Костя не нашелся что ответить. Зато рискнул уточнить:
– Из-за меня тебе повысили дань?
– Ну, в общем, да, – подтвердил Виорел. – Вместо двадцати процентов придется отдать двадцать пять. Видишь ли, всем торговцам с Земли в Центруме делают татуировку. Вот такую.
Виорел продемонстрировал Косте запястье. Примерно на стыке большого и указательного пальцев виднелась небольшая, с пятирублевую монету, синеватая наколка: тонкая линия, образующая замкнутую окружность.
– Кто делает? – тупо спросил Костя.
– Пограничники. Когда тебя ловят с товаром – а ловят практически всегда, – для начала делают колечко и объясняют: либо плати процентик, либо по второму отлову будет плохо, и тебя с этого момента станут считать контрабандистом. Для начала колечко это заштрихуют. Потом… – Виорел выразительно помолчал. – В общем, плохо будет. А уж если поймают в третий раз, да с уже заштрихованной татуировочкой, точно шлепнут на месте, и дело с концом. По правилам, раз ты тут появился, пустое колечко должны были наколоть и тебе, прямо сейчас. Но я тебе не успел всего рассказать. Времени совсем не было, поверь. А раз я тебя не предупредил, что придется делать татуировку, то попробовал договориться на один раз, чтоб не делали… иногда это срабатывает. Как вот сейчас.
– А если бы на этот раз не сработало? – спросил Костя, чувствуя в груди неловкую пустоту.
– Накололи бы, – признался Виорел, глядя в сторону. – Даже если бы ты вздумал трепыхаться.
– Знал бы наперед – точно не пошел бы с тобой, – сердито заявил Костя.
– Я догадываюсь. – Виорел продолжал глядеть в сторону. – Извини. Но я был практически уверен, что уболтаю зервара. И уболтал ведь, а?

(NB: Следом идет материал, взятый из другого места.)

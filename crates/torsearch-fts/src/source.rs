//! Content source adapters.
//!
//! Each adapter pulls records of one content kind from a [`ContentStore`]
//! and turns them into [`IndexDocument`]s. Adapters differ only in the kind
//! they filter on, their random sample size, the link template, and the
//! `catid`/`type` values they assign:
//!
//! | Adapter | Kind | Random | Link | catid |
//! |---------|------|--------|------|-------|
//! | [`PostSource`] | `1` (posts) | 10 | `/post/{uid}` | `sid1` |
//! | [`WikiSource`] | `1` (wiki) | 10 | `/wiki/{title}` | `sid1` |
//! | [`PageSource`] | `2` (wiki) | 4 | `/page/{uid}` | `sid1` |
//! | [`CategorySource`] | code | 10 | `/{router_post[kind]}/{uid}` | `sid{code}` |
//!
//! The recent sample is always the two most recently updated records.

use torsearch_core::Result;

use crate::content_store::{ContentRecord, ContentStore};
use crate::document::IndexDocument;
use crate::normalize::searchable_text;
use crate::types::{IndexConfig, POST_KIND};

/// Random sample size for posts, wiki entries and categorized records.
pub const RANDOM_LIMIT: usize = 10;
/// Random sample size for static pages.
pub const PAGE_RANDOM_LIMIT: usize = 4;
/// Recent sample size for every adapter.
pub const RECENT_LIMIT: usize = 2;

/// `catid` shared by posts, wiki entries and pages.
pub const SITE_CATID: &str = "sid1";

/// Wiki-store kind of wiki entries.
const WIKI_KIND: &str = "1";
/// Wiki-store kind of static pages.
const PAGE_KIND: &str = "2";

/// How an adapter samples its store.
#[derive(Debug, Clone, Copy, PartialEq, Eq, Hash)]
pub enum SampleMode {
    /// Unordered sample, adapter-specific size.
    Random,
    /// The most recently updated records, newest first.
    Recent,
}

impl SampleMode {
    /// Passes of a full run, in order.
    pub const PASSES: [SampleMode; 2] = [SampleMode::Random, SampleMode::Recent];
}

impl std::fmt::Display for SampleMode {
    fn fmt(&self, f: &mut std::fmt::Formatter<'_>) -> std::fmt::Result {
        match self {
            SampleMode::Random => f.write_str("random"),
            SampleMode::Recent => f.write_str("recent"),
        }
    }
}

/// A producer of index documents for one content kind.
pub trait ContentSource {
    /// Name for logs and stats.
    fn name(&self) -> String;

    /// Fetch candidate records.
    fn fetch(&self, mode: SampleMode) -> Result<Vec<ContentRecord>>;

    /// Convert a fetched record into a document.
    fn to_document(&self, record: &ContentRecord) -> Result<IndexDocument>;

    /// Fetch and convert in one step.
    ///
    /// An empty store contributes no documents; that is not an error.
    fn documents(&self, mode: SampleMode) -> Result<Vec<IndexDocument>> {
        self.fetch(mode)?
            .iter()
            .map(|record| self.to_document(record))
            .collect()
    }
}

fn sample(
    store: &dyn ContentStore,
    kind: &str,
    mode: SampleMode,
    random_limit: usize,
) -> Result<Vec<ContentRecord>> {
    let (mut records, limit) = match mode {
        SampleMode::Random => (store.query_random(kind, random_limit)?, random_limit),
        SampleMode::Recent => (store.query_recent(kind, RECENT_LIMIT)?, RECENT_LIMIT),
    };
    records.truncate(limit);
    Ok(records)
}

fn document(
    record: &ContentRecord,
    catid: impl Into<String>,
    doc_type: &str,
    link: String,
) -> IndexDocument {
    IndexDocument::builder()
        .catid(catid)
        .title(&record.title)
        .doc_type(doc_type)
        .link(link)
        .content(searchable_text(&record.title, &record.cnt_html))
        .build()
}

/// Blog posts.
pub struct PostSource<'a> {
    store: &'a dyn ContentStore,
    config: &'a IndexConfig,
}

impl<'a> PostSource<'a> {
    /// Create a post adapter over the post store.
    pub fn new(store: &'a dyn ContentStore, config: &'a IndexConfig) -> Self {
        Self { store, config }
    }
}

impl ContentSource for PostSource<'_> {
    fn name(&self) -> String {
        "post".to_string()
    }

    fn fetch(&self, mode: SampleMode) -> Result<Vec<ContentRecord>> {
        sample(self.store, POST_KIND, mode, RANDOM_LIMIT)
    }

    fn to_document(&self, record: &ContentRecord) -> Result<IndexDocument> {
        let doc_type = self.config.type_label(POST_KIND)?;
        Ok(document(
            record,
            SITE_CATID,
            doc_type,
            format!("/post/{}", record.uid),
        ))
    }
}

/// Wiki entries, linked by title.
pub struct WikiSource<'a> {
    store: &'a dyn ContentStore,
    config: &'a IndexConfig,
}

impl<'a> WikiSource<'a> {
    /// Create a wiki adapter over the wiki store.
    pub fn new(store: &'a dyn ContentStore, config: &'a IndexConfig) -> Self {
        Self { store, config }
    }
}

impl ContentSource for WikiSource<'_> {
    fn name(&self) -> String {
        "wiki".to_string()
    }

    fn fetch(&self, mode: SampleMode) -> Result<Vec<ContentRecord>> {
        sample(self.store, WIKI_KIND, mode, RANDOM_LIMIT)
    }

    fn to_document(&self, record: &ContentRecord) -> Result<IndexDocument> {
        let doc_type = self.config.type_label(POST_KIND)?;
        Ok(document(
            record,
            SITE_CATID,
            doc_type,
            format!("/wiki/{}", record.title),
        ))
    }
}

/// Static pages, stored alongside wiki entries.
pub struct PageSource<'a> {
    store: &'a dyn ContentStore,
    config: &'a IndexConfig,
}

impl<'a> PageSource<'a> {
    /// Create a page adapter over the wiki store.
    pub fn new(store: &'a dyn ContentStore, config: &'a IndexConfig) -> Self {
        Self { store, config }
    }
}

impl ContentSource for PageSource<'_> {
    fn name(&self) -> String {
        "page".to_string()
    }

    fn fetch(&self, mode: SampleMode) -> Result<Vec<ContentRecord>> {
        sample(self.store, PAGE_KIND, mode, PAGE_RANDOM_LIMIT)
    }

    fn to_document(&self, record: &ContentRecord) -> Result<IndexDocument> {
        let doc_type = self.config.type_label(POST_KIND)?;
        Ok(document(
            record,
            SITE_CATID,
            doc_type,
            format!("/page/{}", record.uid),
        ))
    }
}

/// Categorized application records of one configured kind code.
///
/// Route and type label are looked up by the record's own kind; a missing
/// entry fails the conversion.
pub struct CategorySource<'a> {
    store: &'a dyn ContentStore,
    config: &'a IndexConfig,
    code: &'a str,
}

impl<'a> CategorySource<'a> {
    /// Create an adapter for category `code` over the post store.
    pub fn new(store: &'a dyn ContentStore, config: &'a IndexConfig, code: &'a str) -> Self {
        Self {
            store,
            config,
            code,
        }
    }

    /// `catid` assigned to this category's documents.
    ///
    /// Code `"1"` yields `sid1`, the same value posts use.
    pub fn catid(&self) -> String {
        format!("sid{}", self.code)
    }
}

impl ContentSource for CategorySource<'_> {
    fn name(&self) -> String {
        format!("category:{}", self.code)
    }

    fn fetch(&self, mode: SampleMode) -> Result<Vec<ContentRecord>> {
        sample(self.store, self.code, mode, RANDOM_LIMIT)
    }

    fn to_document(&self, record: &ContentRecord) -> Result<IndexDocument> {
        let doc_type = self.config.type_label(&record.kind)?;
        let route = self.config.route(&record.kind)?;
        Ok(document(
            record,
            self.catid(),
            doc_type,
            format!("/{route}/{}", record.uid),
        ))
    }
}

/// Every adapter of a run, in sweep order: post, wiki, page, then one
/// category adapter per `kind_arr` entry.
pub fn run_sources<'a>(
    config: &'a IndexConfig,
    posts: &'a dyn ContentStore,
    wiki: &'a dyn ContentStore,
) -> Vec<Box<dyn ContentSource + 'a>> {
    let mut sources: Vec<Box<dyn ContentSource + 'a>> = vec![
        Box::new(PostSource::new(posts, config)),
        Box::new(WikiSource::new(wiki, config)),
        Box::new(PageSource::new(wiki, config)),
    ];
    for code in &config.kind_arr {
        sources.push(Box::new(CategorySource::new(posts, config, code)));
    }
    sources
}

// ============================================================================
// Tests
// ============================================================================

– Уболтал, – согласился Костя с некоторым сомнением и после короткой паузы развил мысль: – Я вот о чем думаю, Вира: ты меня пригласил вроде как в турпоход, а тут, оказывается, то яйца могут отстрелить, то татуировку нашпандолить… Сутки всего прошли. Что ж дальше-то будет?
– Самое сложное уже позади. – Виорел наконец повернул голову к Косте. Вид у него был виноватый, но не сказать, чтобы очень. Так, самую малость. – Остались пустяки. Ну, извини, ну пришлось мне, пришлось! Зато скоро будем в шоколаде: погранцов прошли, от татуировки отмазались… Она, кстати, по-джавальски называется «сатио».
– Я запомнил, – проворчал Костя уже в общем-то спокойно. – Долго еще топать-то? У меня ноги, блин, гудят!
– Да вон уже станцию видно! – усмехнулся Виорел, указывая куда-то вперед, в степь.
Костя поглядел – в указанном направлении просматривался некий невзрачный сарайчик, к которому справа от самого горизонта тянулась темная, темнее желтовато-рыжей степи, ниточка. У сарайчика она заметно изгибалась и дальше уходила к горизонту не налево, а скорее прямо, лишь чуть-чуть левее и наискось. Тропа, по которой они с Виорелом топали от заставы, вела как раз к этому сарайчику.
– Станция? – переспросил Костя.
– Ага. Железнодорожная. До темноты хоть один поезд, но пройдет. Идут они все в столицу, а нам туда и нужно.
* * *Станция и при ближайшем рассмотрении оказалась небольшим запертым на висячий замок сарайчиком, плюс к сарайчику примыкал навес три на пять метров, видимо, защита от дождя для случайных пассажиров. Перрона, разумеется, никакого не было, просто слегка утоптанная земля вдоль поросших травой рельсов и шпал. Шпалы лежали прямо на земле, даже на сантиметр не были вкопаны, что Костю очень удивило. В двух шагах от навеса, со стороны, противоположной рельсам, росло несколько корявеньких деревьев, практически не дающих тени. На стене сарайчика, как раз там, где примыкал навес, виднелось нечто вроде расписания – клочок грубой бумаги с типографски нанесенным текстом, который потом правили от руки. Начертание букв показалось Косте чем-то средним между знаками иврита и грузинским мхедрули.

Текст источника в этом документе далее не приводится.